"Natural language processing for mobile app privacy compliance" by Peter Story, Sebastian Zimmeck et al.
 

Computer Science

Natural language processing for mobile app privacy compliance

Peter Story, School of Computer Science
Sebastian Zimmeck, Wesleyan University Middletown
Abhilasha Ravichander, School of Computer Science
Daniel Smullen, School of Computer Science
Ziqi Wang, School of Computer Science
Joel Reidenberg, Fordham University
N. Cameron Russell, Fordham University
Norman Sadeh, School of Computer Science

Abstract

Many Internet services collect a flurry of data from their users. Privacy policies are intended to describe the services' privacy practices. However, due to their length and complexity, reading privacy policies is a challenge for end users, government regulators, and companies. Natural language processing holds the promise of helping address this challenge. Specifically, we focus on comparing the practices described in privacy policies to the practices performed by smartphone apps covered by those policies. Government regulators are interested in comparing apps to their privacy policies in order to detect non-compliance with laws, and companies are interested for the same reason.

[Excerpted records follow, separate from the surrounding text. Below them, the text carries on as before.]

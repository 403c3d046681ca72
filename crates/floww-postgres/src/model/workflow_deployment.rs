//! Workflow deployment model for PostgreSQL database operations.

use diesel::prelude::*;
use jiff_diesel::Timestamp;
use uuid::Uuid;

use crate::schema::workflow_deployments;
use crate::types::{DeploymentStatus, HasCreatedAt};

/// An immutable, deployed snapshot of a workflow's user code and runtime.
///
/// At most one row per `workflow_id` may have `status = Active`; callers must
/// enforce this by deactivating the previous active deployment in the same
/// transaction as activating a new one.
#[derive(Debug, Clone, PartialEq, Queryable, Selectable)]
#[diesel(table_name = workflow_deployments)]
#[diesel(check_for_backend(diesel::pg::Pg))]
pub struct WorkflowDeployment {
    pub id: Uuid,
    pub workflow_id: Uuid,
    pub runtime_id: Uuid,
    /// Map of filename to source, as deployed.
    pub source_files: serde_json::Value,
    pub entrypoint: String,
    pub status: DeploymentStatus,
    /// Snapshot of `{provider: {type, alias}, triggerType, input}` entries
    /// materialized by this deployment; consumed by the lifecycle manager to
    /// protect against removal of the active deployment's triggers.
    pub trigger_definitions: serde_json::Value,
    pub deployer_principal: Option<String>,
    pub deployed_at: Timestamp,
    pub created_at: Timestamp,
}

/// Data for creating a new deployment.
#[derive(Debug, Clone, Insertable)]
#[diesel(table_name = workflow_deployments)]
#[diesel(check_for_backend(diesel::pg::Pg))]
pub struct NewWorkflowDeployment {
    pub workflow_id: Uuid,
    pub runtime_id: Uuid,
    pub source_files: serde_json::Value,
    pub entrypoint: String,
    pub status: DeploymentStatus,
    pub trigger_definitions: serde_json::Value,
    pub deployer_principal: Option<String>,
    pub deployed_at: Timestamp,
}

/// Data for transitioning a deployment's status.
#[derive(Debug, Clone, AsChangeset)]
#[diesel(table_name = workflow_deployments)]
#[diesel(check_for_backend(diesel::pg::Pg))]
pub struct UpdateWorkflowDeploymentStatus {
    pub status: DeploymentStatus,
}

impl WorkflowDeployment {
    pub fn is_active(&self) -> bool {
        self.status.is_active()
    }
}

impl HasCreatedAt for WorkflowDeployment {
    fn created_at(&self) -> jiff::Timestamp {
        self.created_at.into()
    }
}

We frame the identification of privacy practice statements in privacy policies as a classification problem, which we address with a three-tiered approach: a privacy practice statement is classified based on a data type (e.g., location), party (i.e., first or third party), and modality (i.e., whether a practice is explicitly described as being performed or not performed). Privacy policies omit discussion of many practices. With negative F1 scores ranging from 78% to 100%, the performance results of this three-tiered classification methodology suggests an improvement over the state-of-the-art. Our NLP analysis of privacy policies is an integral part of our Mobile App Privacy System (MAPS), which we used to analyze 1,035,853 free apps on the Google Play Store. Potential compliance issues appeared to be widespread, and those involving third parties were particularly common.